Et maintenant, ici ?…
Se dégagent maintenant trois axes principaux :
- La création d’un réseau francophone, puis peut-être européen ?Le réseau se met en place, y participe le mouvement Utopia, l’IRG, la Belle Démocratie, des mouvements et associations autour des Communs, pour la France, des Belges, Suisses et des Canadiens (voir justement l’interview de l’expert québécois Jonathan Durand Folco, auteur de l’essai « À nous la ville », traité de municipalisme) sont intéressés pour constituer une plateforme outil de mise en commun des expérimentations et outils.L’idée est de constituer un espace de travail simple et contributif (yeswiki), d’y associer tous les groupes désireux de participer à cette construction commune, comme les mouvements des communs qui ont déjà des sources wiki impressionnantes sur les pratiques et les définitions, retours d’expériences, des responsables de la fonction territoriale, représentant l’institution, dont il serait bien bête de ne pas s’approcher.A signaler d’autre part qu’en novembre 2017 s’est tenu à Villarceaux un séminaire de l’Archipel Osons les jours heureux où une cinquantaine d’organisations étaient présentes, et au cours duquel une matinée entière était consacrée au municipalisme, pour lequel un intérêt presque général a été manifesté (le représentant d’Attac, par exemple, était assez réticent de prime abord). L’idée principale de cet archipel est de constituer, là aussi, des lieux de travail communs, des plateformes, un calendrier partagé, avec des actions dans lesquelles chaque mouvement, sans obligation, peut s’inscrire.
- L’écriture d’un récit simple et authentique, qui puisse servir de phare pour ceux qui se lancent Le travail est lancé entre les espagnols, Commonspolis, l’IRG…
- Un travail sur le terrain basé sur le long terme. A l’initiative de la Belle Démocratie et de Curieuses démocraties (collectif municipaliste de la vallée de la Drôme), une rencontre des listes participatives pour les élections de 2020 a vu une trentaine de listes s’initier, et la décision de se retrouver aux quatre coins du pays tous les trois mois à partir d’Avril a été prise. D’autre part, un rapprochement s’est fait avec la civictech Démocratie Ouverte, pour lancer des champs d’expérimentation, notamment sur l’écriture avec les habitants d’une constitution locale (que les espagnols ont appelée « charte éthique ») en quelque sorte un pacte entre les habitants et les futurs élus, éventuellement avec l’administration.

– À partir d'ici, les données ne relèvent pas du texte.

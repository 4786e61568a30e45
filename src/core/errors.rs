//! DSG-prefixed error types with structured error codes.

#![allow(missing_docs)]

use std::path::{Path, PathBuf};
use std::sync::Arc;

use thiserror::Error;

/// Shared `Result` alias for the project.
pub type Result<T> = std::result::Result<T, DsgError>;

/// Top-level error type for the disk space guard.
///
/// `Clone` so one failed scan can be delivered to every caller that was
/// waiting on it.
#[derive(Debug, Clone, Error)]
pub enum DsgError {
    #[error("[DSG-1001] invalid configuration: {details}")]
    InvalidConfig { details: String },

    #[error("[DSG-1002] missing configuration file: {path}")]
    MissingConfig { path: PathBuf },

    #[error("[DSG-1003] configuration parse failure in {context}: {details}")]
    ConfigParse {
        context: &'static str,
        details: String,
    },

    #[error("[DSG-1004] invalid removable pattern {pattern:?}: {details}")]
    InvalidPattern { pattern: String, details: String },

    #[error("[DSG-2001] usage scan failed for {root}: {details}")]
    ScanFailure { root: PathBuf, details: String },

    #[error("[DSG-2002] usage scan of {root} exceeded {limit_ms}ms")]
    ScanTimeout { root: PathBuf, limit_ms: u64 },

    #[error("[DSG-2003] usage scan of {root} ended without a result")]
    ScanAborted { root: PathBuf },

    #[error("[DSG-2101] serialization failure in {context}: {details}")]
    Serialization {
        context: &'static str,
        details: String,
    },

    #[error("[DSG-3002] IO failure at {path}: {source}")]
    Io {
        path: PathBuf,
        #[source]
        source: Arc<std::io::Error>,
    },

    #[error("[DSG-3900] runtime failure: {details}")]
    Runtime { details: String },
}

impl DsgError {
    /// Stable machine-parseable error code.
    #[must_use]
    pub const fn code(&self) -> &'static str {
        match self {
            Self::InvalidConfig { .. } => "DSG-1001",
            Self::MissingConfig { .. } => "DSG-1002",
            Self::ConfigParse { .. } => "DSG-1003",
            Self::InvalidPattern { .. } => "DSG-1004",
            Self::ScanFailure { .. } => "DSG-2001",
            Self::ScanTimeout { .. } => "DSG-2002",
            Self::ScanAborted { .. } => "DSG-2003",
            Self::Serialization { .. } => "DSG-2101",
            Self::Io { .. } => "DSG-3002",
            Self::Runtime { .. } => "DSG-3900",
        }
    }

    /// Whether retrying on the next triggering event might resolve the failure.
    ///
    /// Nothing in the guard retries on its own; this only informs the host.
    #[must_use]
    pub const fn is_retryable(&self) -> bool {
        matches!(
            self,
            Self::ScanFailure { .. }
                | Self::ScanTimeout { .. }
                | Self::ScanAborted { .. }
                | Self::Io { .. }
                | Self::Runtime { .. }
        )
    }

    /// Whether this error came out of a usage scan attempt.
    #[must_use]
    pub const fn is_scan_error(&self) -> bool {
        matches!(
            self,
            Self::ScanFailure { .. } | Self::ScanTimeout { .. } | Self::ScanAborted { .. }
        )
    }

    /// Convenience constructor for IO errors with a known path.
    #[must_use]
    pub fn io(path: impl AsRef<Path>, source: std::io::Error) -> Self {
        Self::Io {
            path: path.as_ref().to_path_buf(),
            source: Arc::new(source),
        }
    }
}

impl From<serde_json::Error> for DsgError {
    fn from(value: serde_json::Error) -> Self {
        Self::Serialization {
            context: "serde_json",
            details: value.to_string(),
        }
    }
}

impl From<toml::de::Error> for DsgError {
    fn from(value: toml::de::Error) -> Self {
        Self::ConfigParse {
            context: "toml",
            details: value.to_string(),
        }
    }
}
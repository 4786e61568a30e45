//! Invalidation coordinator: turns host change notifications into cache invalidations.
//!
//! Deliberately coarse. Every recognized change empties the cache and nothing
//! is filtered or deduplicated; a burst of events still costs at most one
//! rescan on the next read thanks to single-flight.

#![allow(missing_docs)]

use std::fmt;
use std::str::FromStr;
use std::sync::Arc;

use serde::{Deserialize, Serialize};

use crate::core::errors::{DsgError, Result};
use crate::guard::cache::UsageCache;
use crate::logger::activity::{ActivityEvent, ActivityLoggerHandle};

/// A completed host operation known to change disk usage under the root.
#[derive(Debug, Clone, Copy, PartialEq, Eq, Hash, Serialize, Deserialize)]
#[serde(rename_all = "snake_case")]
pub enum DiskChangeEvent {
    FileAdded,
    FileDeleted,
    PackageInstalled,
    PackageRemoved,
    PackageActivated,
    PackageDeactivated,
    UpgradeCompleted,
}

impl DiskChangeEvent {
    pub const ALL: [Self; 7] = [
        Self::FileAdded,
        Self::FileDeleted,
        Self::PackageInstalled,
        Self::PackageRemoved,
        Self::PackageActivated,
        Self::PackageDeactivated,
        Self::UpgradeCompleted,
    ];

    #[must_use]
    pub const fn as_str(self) -> &'static str {
        match self {
            Self::FileAdded => "file_added",
            Self::FileDeleted => "file_deleted",
            Self::PackageInstalled => "package_installed",
            Self::PackageRemoved => "package_removed",
            Self::PackageActivated => "package_activated",
            Self::PackageDeactivated => "package_deactivated",
            Self::UpgradeCompleted => "upgrade_completed",
        }
    }
}

impl fmt::Display for DiskChangeEvent {
    fn fmt(&self, f: &mut fmt::Formatter<'_>) -> fmt::Result {
        f.write_str(self.as_str())
    }
}

impl FromStr for DiskChangeEvent {
    type Err = DsgError;

    fn from_str(s: &str) -> Result<Self> {
        let needle = s.trim().to_ascii_lowercase().replace('-', "_");
        Self::ALL
            .into_iter()
            .find(|event| event.as_str() == needle)
            .ok_or_else(|| DsgError::InvalidConfig {
                details: format!("unknown disk change event {s:?}"),
            })
    }
}

/// Receiver of disk change notifications, for hosts that hold the coordinator
/// behind a trait object.
pub trait DiskChangeListener: Send + Sync {
    fn on_disk_change(&self, event: DiskChangeEvent);
}

/// Invalidates a shared [`UsageCache`] on every disk change notification.
pub struct InvalidationCoordinator {
    cache: Arc<UsageCache>,
    logger: Option<ActivityLoggerHandle>,
}

impl InvalidationCoordinator {
    #[must_use]
    pub fn new(cache: Arc<UsageCache>) -> Self {
        Self {
            cache,
            logger: None,
        }
    }

    #[must_use]
    pub fn with_logger(mut self, logger: ActivityLoggerHandle) -> Self {
        self.logger = Some(logger);
        self
    }

    /// Empty the cache so the next read rescans.
    pub fn notify(&self, event: DiskChangeEvent) {
        self.cache.invalidate();
        if let Some(logger) = &self.logger {
            logger.send(ActivityEvent::CacheInvalidated {
                cause: event.to_string(),
            });
        }
    }

    /// Parse a host event name and notify. Unknown names leave the cache untouched.
    pub fn notify_named(&self, name: &str) -> Result<DiskChangeEvent> {
        let event = name.parse::<DiskChangeEvent>()?;
        self.notify(event);
        Ok(event)
    }

    #[must_use]
    pub fn cache(&self) -> &Arc<UsageCache> {
        &self.cache
    }
}

impl DiskChangeListener for InvalidationCoordinator {
    fn on_disk_change(&self, event: DiskChangeEvent) {
        self.notify(event);
    }
}
//! Activity logging: a background thread appending JSONL records with graceful degradation.

pub mod activity;
pub mod jsonl;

En conclusion, l’année 2018 devrait voir la pose des premières pierres de ce travail, sachant que parallèlement, localement, à Brest, Gand, Loos en Gohelle, Tremergat, celui-ci est déjà entamé depuis quelques années.
Le challenge consiste maintenant à créer l’image d’un mouvement « global », sans nuire à la spécificité de chaque groupe, et j’irais même jusqu’à dire qu’il serait beau de tirer avantage des différences d’options, de méthode propre à chaque région, mais convergent vers ce changement d’échelle de la décision, allant vers plus de subsidiarité, et pouvant, à terme, modifier l’organisation du Monde.